> [Task details]:
From the records below, pull each line that has "ShareSuccess".

#####

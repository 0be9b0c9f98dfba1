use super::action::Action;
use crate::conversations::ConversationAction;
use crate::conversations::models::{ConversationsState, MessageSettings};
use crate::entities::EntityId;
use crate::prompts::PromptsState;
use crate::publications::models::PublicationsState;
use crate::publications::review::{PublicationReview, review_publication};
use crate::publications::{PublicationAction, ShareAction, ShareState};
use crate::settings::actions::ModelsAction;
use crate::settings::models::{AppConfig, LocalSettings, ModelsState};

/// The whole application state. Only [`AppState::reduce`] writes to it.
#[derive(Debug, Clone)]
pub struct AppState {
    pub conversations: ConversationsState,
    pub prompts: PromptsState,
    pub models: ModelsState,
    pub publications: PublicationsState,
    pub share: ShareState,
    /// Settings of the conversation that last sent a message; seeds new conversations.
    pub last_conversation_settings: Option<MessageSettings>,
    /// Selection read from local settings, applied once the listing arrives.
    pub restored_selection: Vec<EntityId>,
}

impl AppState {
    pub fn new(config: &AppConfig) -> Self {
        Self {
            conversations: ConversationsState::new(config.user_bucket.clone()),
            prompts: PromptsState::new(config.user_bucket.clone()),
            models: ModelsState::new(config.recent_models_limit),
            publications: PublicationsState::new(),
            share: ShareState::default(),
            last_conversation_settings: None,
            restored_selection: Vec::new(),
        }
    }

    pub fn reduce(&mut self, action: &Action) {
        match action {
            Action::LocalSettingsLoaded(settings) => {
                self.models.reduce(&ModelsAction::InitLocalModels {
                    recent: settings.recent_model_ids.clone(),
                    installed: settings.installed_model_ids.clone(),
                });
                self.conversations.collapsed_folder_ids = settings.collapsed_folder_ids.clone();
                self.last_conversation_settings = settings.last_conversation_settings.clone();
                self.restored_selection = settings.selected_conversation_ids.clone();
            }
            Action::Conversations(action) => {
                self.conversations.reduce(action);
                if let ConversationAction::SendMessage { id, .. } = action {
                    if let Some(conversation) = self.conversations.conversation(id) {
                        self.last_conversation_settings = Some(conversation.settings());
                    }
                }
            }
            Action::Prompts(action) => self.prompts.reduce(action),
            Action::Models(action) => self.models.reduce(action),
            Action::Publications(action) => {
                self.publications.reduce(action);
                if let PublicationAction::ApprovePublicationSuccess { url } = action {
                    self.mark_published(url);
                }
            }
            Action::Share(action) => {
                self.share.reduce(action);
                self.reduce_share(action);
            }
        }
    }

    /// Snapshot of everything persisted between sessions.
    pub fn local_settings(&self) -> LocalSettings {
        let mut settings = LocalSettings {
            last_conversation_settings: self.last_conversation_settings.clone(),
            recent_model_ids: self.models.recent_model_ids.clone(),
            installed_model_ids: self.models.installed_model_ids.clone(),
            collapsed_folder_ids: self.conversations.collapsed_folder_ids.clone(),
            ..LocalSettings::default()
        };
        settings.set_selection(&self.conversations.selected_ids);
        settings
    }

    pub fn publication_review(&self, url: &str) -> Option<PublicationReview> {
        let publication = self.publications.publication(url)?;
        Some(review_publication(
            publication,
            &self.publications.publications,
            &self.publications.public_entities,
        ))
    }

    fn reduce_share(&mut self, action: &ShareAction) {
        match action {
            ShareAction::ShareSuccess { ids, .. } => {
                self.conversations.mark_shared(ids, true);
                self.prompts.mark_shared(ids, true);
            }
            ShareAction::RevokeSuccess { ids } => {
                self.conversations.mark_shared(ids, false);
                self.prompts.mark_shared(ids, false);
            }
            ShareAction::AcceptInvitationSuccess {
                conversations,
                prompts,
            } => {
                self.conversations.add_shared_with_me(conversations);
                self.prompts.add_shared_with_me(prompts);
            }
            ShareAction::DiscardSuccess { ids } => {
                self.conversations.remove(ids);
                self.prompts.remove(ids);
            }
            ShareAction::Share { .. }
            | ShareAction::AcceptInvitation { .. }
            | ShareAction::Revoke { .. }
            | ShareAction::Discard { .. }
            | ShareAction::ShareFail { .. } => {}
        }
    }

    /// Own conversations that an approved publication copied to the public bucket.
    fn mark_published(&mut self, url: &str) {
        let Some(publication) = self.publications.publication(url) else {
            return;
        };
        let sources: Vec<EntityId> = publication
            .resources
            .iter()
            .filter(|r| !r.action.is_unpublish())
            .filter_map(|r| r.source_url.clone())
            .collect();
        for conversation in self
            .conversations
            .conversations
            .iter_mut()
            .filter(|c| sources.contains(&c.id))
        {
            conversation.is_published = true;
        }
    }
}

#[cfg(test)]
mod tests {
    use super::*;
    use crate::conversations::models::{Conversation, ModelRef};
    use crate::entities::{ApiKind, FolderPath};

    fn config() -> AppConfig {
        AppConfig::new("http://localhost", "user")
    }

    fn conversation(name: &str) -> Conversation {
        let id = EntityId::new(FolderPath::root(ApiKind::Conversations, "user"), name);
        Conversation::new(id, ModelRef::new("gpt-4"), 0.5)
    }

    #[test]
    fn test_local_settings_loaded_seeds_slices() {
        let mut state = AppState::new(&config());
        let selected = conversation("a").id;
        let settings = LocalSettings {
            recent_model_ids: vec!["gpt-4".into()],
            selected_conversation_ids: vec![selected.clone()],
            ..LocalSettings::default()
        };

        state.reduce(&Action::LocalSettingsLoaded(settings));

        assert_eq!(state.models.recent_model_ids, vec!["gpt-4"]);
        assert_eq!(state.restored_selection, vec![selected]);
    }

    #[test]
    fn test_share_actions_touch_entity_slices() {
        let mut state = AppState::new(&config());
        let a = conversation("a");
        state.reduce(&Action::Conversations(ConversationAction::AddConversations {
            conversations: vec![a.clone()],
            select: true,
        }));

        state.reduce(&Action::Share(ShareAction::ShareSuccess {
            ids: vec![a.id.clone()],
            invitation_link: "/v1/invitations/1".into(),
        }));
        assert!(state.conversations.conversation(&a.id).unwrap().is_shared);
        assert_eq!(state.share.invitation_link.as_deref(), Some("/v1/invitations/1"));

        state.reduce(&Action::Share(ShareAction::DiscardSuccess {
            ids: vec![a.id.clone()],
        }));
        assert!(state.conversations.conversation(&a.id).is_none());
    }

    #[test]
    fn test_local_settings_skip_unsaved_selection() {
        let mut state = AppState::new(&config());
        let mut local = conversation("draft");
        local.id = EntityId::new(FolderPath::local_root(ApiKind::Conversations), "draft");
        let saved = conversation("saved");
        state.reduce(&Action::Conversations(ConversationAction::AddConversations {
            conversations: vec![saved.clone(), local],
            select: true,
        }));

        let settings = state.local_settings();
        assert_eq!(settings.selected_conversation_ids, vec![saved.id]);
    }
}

#####

> [Completed exercise]:
            ShareAction::ShareSuccess { ids, .. } => {
        state.reduce(&Action::Share(ShareAction::ShareSuccess {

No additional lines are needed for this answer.